Based on the results, the researchers will develop formal frameworks for modelling human-level moral reasoning that can be verified. Next, it will implement corresponding mechanisms for moral competence in a computational architecture.
"Our lab will develop unique algorithms and computational mechanisms integrated into an existing and proven architecture for autonomous robots," said Scheutz.
"The augmented architecture will be flexible enough to allow for a robot's dynamic override of planned actions based on moral reasoning," said Scheutz.
Once architecture is established, researchers can begin to evaluate how machines perform in human-robot interaction experiments where robots face various dilemmas, make decisions, and explain their decisions in ways that are acceptable to humans.
Selmer Bringsjord, head of the Cognitive Science Department at RPI, and Naveen Govindarajulu, post-doctoral researcher working with him, are focused on how to engineer ethics into a robot so that moral logic is intrinsic to these artificial beings.

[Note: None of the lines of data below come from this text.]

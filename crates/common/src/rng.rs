use glam::Vec3;

/// Splitmix64 generator: tiny, fast and reproducible across platforms.
///
/// Used for scattering demo bodies and for seeding procedural tile content,
/// where the same seed must always produce the same sequence.
#[derive(Debug, Clone)]
pub struct SplitMix64 {
    state: u64,
}

impl SplitMix64 {
    pub fn new(seed: u64) -> Self {
        Self { state: seed }
    }

    pub fn next_u64(&mut self) -> u64 {
        self.state = self.state.wrapping_add(0x9e37_79b9_7f4a_7c15);
        mix(self.state)
    }

    /// Uniform float in `[0, 1)`.
    pub fn next_f32(&mut self) -> f32 {
        // 24 high bits fit exactly in an f32 mantissa.
        (self.next_u64() >> 40) as f32 / (1u64 << 24) as f32
    }

    /// Uniform float in `[min, max)`.
    pub fn range_f32(&mut self, min: f32, max: f32) -> f32 {
        min + (max - min) * self.next_f32()
    }

    /// Uniform point inside the box spanned by `min` and `max`.
    pub fn point_in(&mut self, min: Vec3, max: Vec3) -> Vec3 {
        Vec3::new(
            self.range_f32(min.x, max.x),
            self.range_f32(min.y, max.y),
            self.range_f32(min.z, max.z),
        )
    }
}

/// Stateless splitmix64 finalizer, handy as an integer hash.
pub(crate) fn mix(mut z: u64) -> u64 {
    z = (z ^ (z >> 30)).wrapping_mul(0xbf58_476d_1ce4_e5b9);
    z = (z ^ (z >> 27)).wrapping_mul(0x94d0_49bb_1331_11eb);
    z ^ (z >> 31)
}

impl SplitMix64 {
    /// Hash an integer lattice coordinate together with a seed.
    pub fn hash3(seed: u64, x: i64, y: i64, z: i64) -> u64 {
        let mut h = mix(seed.wrapping_add(0x9e37_79b9_7f4a_7c15));
        h = mix(h ^ x as u64);
        h = mix(h ^ y as u64);
        mix(h ^ z as u64)
    }
}
//! Common: identity handles, axis-aligned bounds and deterministic randomness
//! shared by the spatial index and the terrain streamer.
//!
//! # Invariants
//! - Handles are plain integers; nothing here owns a body or a tile.
//! - Bounds tests are inclusive on every face.

mod bounds;
mod rng;
mod types;

pub use bounds::Aabb;
pub use rng::SplitMix64;
pub use types::{BodyId, RequestId};

pub fn crate_info() -> &'static str {
    "orrery-common v0.1.0"
}
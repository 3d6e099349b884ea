//! Spatial: hierarchical partitioning of world space over moving bodies.
//!
//! # Invariants
//! - A body lives in at most one leaf at a time.
//! - A leaf holds more than `max_bodies_per_node` bodies only at `max_depth`.
//! - Interior nodes hold no bodies directly.
//! - The tree never merges nodes on removal; call [`Octree::rebuild`]
//!   periodically in long sessions to reclaim over-split regions.
//!
//! # Threading
//! [`Octree`] assumes a single owner. Share it across threads through
//! [`SharedOctree`], which takes a reader/writer lock around every access.

mod lookup;
mod octree;
mod query;

pub use lookup::BodyLookup;
pub use octree::{
    MAX_OCTREE_DEPTH, Octree, OctreeConfig, OctreeConfigError, OctreeStats, SharedOctree,
};
pub use query::{QueryShape, SpatialQueryResult};

pub fn crate_info() -> &'static str {
    "orrery-spatial v0.1.0"
}
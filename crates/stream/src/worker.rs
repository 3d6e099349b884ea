use crossbeam_channel::Sender;
use orrery_common::RequestId;
use std::panic::{self, AssertUnwindSafe};
use std::sync::Arc;
use std::sync::atomic::{AtomicBool, Ordering};
use std::thread::JoinHandle;
use std::time::{Duration, Instant};

use crate::cache::TileKey;
use crate::error::StreamError;
use crate::generator::{GenerationError, TileData, TileGenerator};
use crate::queue::PendingQueue;
use crate::request::TileLoadRequest;

/// How long an idle worker parks before re-checking the shutdown flag.
const IDLE_WAIT: Duration = Duration::from_millis(10);

/// A finished job on its way back to the owning thread.
#[derive(Debug)]
pub(crate) struct TileLoadResult {
    pub id: RequestId,
    pub key: TileKey,
    pub outcome: Result<TileData, GenerationError>,
    pub load_time: Duration,
}

/// Run one job to completion. A panicking generator is reported as a
/// generation error instead of taking the worker down with it.
pub(crate) fn run_job<G: TileGenerator>(generator: &G, request: TileLoadRequest) -> TileLoadResult {
    let start = Instant::now();
    let outcome = panic::catch_unwind(AssertUnwindSafe(|| generator.generate(&request.params)))
        .unwrap_or_else(|payload| Err(GenerationError::Panicked(panic_message(payload.as_ref()))));
    TileLoadResult {
        id: request.id,
        key: TileKey::new(request.params.position, request.params.lod),
        outcome,
        load_time: start.elapsed(),
    }
}

fn panic_message(payload: &(dyn std::any::Any + Send)) -> String {
    if let Some(s) = payload.downcast_ref::<&str>() {
        (*s).to_string()
    } else if let Some(s) = payload.downcast_ref::<String>() {
        s.clone()
    } else {
        "unknown panic payload".to_string()
    }
}

/// Fixed pool of generator threads fed by the pending queue.
///
/// Shutdown is cooperative: workers check the flag between jobs, so a job
/// that has started always runs to completion before its thread exits.
pub(crate) struct WorkerPool {
    handles: Vec<JoinHandle<()>>,
    shutdown: Arc<AtomicBool>,
    pending: Arc<PendingQueue>,
}

impl WorkerPool {
    pub fn spawn<G: TileGenerator>(
        count: usize,
        generator: Arc<G>,
        pending: Arc<PendingQueue>,
        completed: Sender<TileLoadResult>,
    ) -> Result<Self, StreamError> {
        let mut pool = Self {
            handles: Vec::with_capacity(count),
            shutdown: Arc::new(AtomicBool::new(false)),
            pending,
        };
        for index in 0..count {
            let generator = Arc::clone(&generator);
            let pending = Arc::clone(&pool.pending);
            let completed = completed.clone();
            let shutdown = Arc::clone(&pool.shutdown);
            let spawned = std::thread::Builder::new()
                .name(format!("tile-worker-{index}"))
                .spawn(move || worker_loop(index, &*generator, &pending, &completed, &shutdown));
            match spawned {
                Ok(handle) => pool.handles.push(handle),
                Err(e) => {
                    pool.shutdown();
                    return Err(StreamError::WorkerSpawn(e));
                }
            }
        }
        tracing::debug!(workers = count, "tile worker pool started");
        Ok(pool)
    }

    pub fn len(&self) -> usize {
        self.handles.len()
    }

    /// Signal every worker and wait for each to finish its current job.
    pub fn shutdown(&mut self) {
        if self.handles.is_empty() {
            return;
        }
        self.shutdown.store(true, Ordering::Release);
        self.pending.wake_all();
        for handle in self.handles.drain(..) {
            if handle.join().is_err() {
                tracing::error!("tile worker exited by panic");
            }
        }
        tracing::debug!("tile worker pool stopped");
    }
}

impl Drop for WorkerPool {
    fn drop(&mut self) {
        self.shutdown();
    }
}

fn worker_loop<G: TileGenerator>(
    index: usize,
    generator: &G,
    pending: &PendingQueue,
    completed: &Sender<TileLoadResult>,
    shutdown: &AtomicBool,
) {
    while !shutdown.load(Ordering::Acquire) {
        let Some(request) = pending.pop_timeout(IDLE_WAIT) else {
            continue;
        };
        let id = request.id;
        let result = run_job(generator, request);
        tracing::trace!(worker = index, %id, elapsed = ?result.load_time, "tile generated");
        if completed.send(result).is_err() {
            // Owner is gone; nobody will read further results.
            break;
        }
    }
}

In Bringsjord's approach, all robot decisions would automatically go through at least a preliminary, lightning-quick ethical check using simple logics inspired by today's most advanced artificially intelligent and question-answering computers.
If that check reveals a need for deep, deliberate moral reasoning, such reasoning would be fired inside the robot, using newly invented logics tailor-made for the task.
"We're talking about robots designed to be autonomous; hence the main purpose of building them in the first place is that you don't have to tell them what to do," Bringsjord said.
"When an unforeseen situation arises, a capacity for deeper, on-board reasoning must be in place, because no finite rule set created ahead of time by humans can anticipate every possible scenario," Bringsjord added.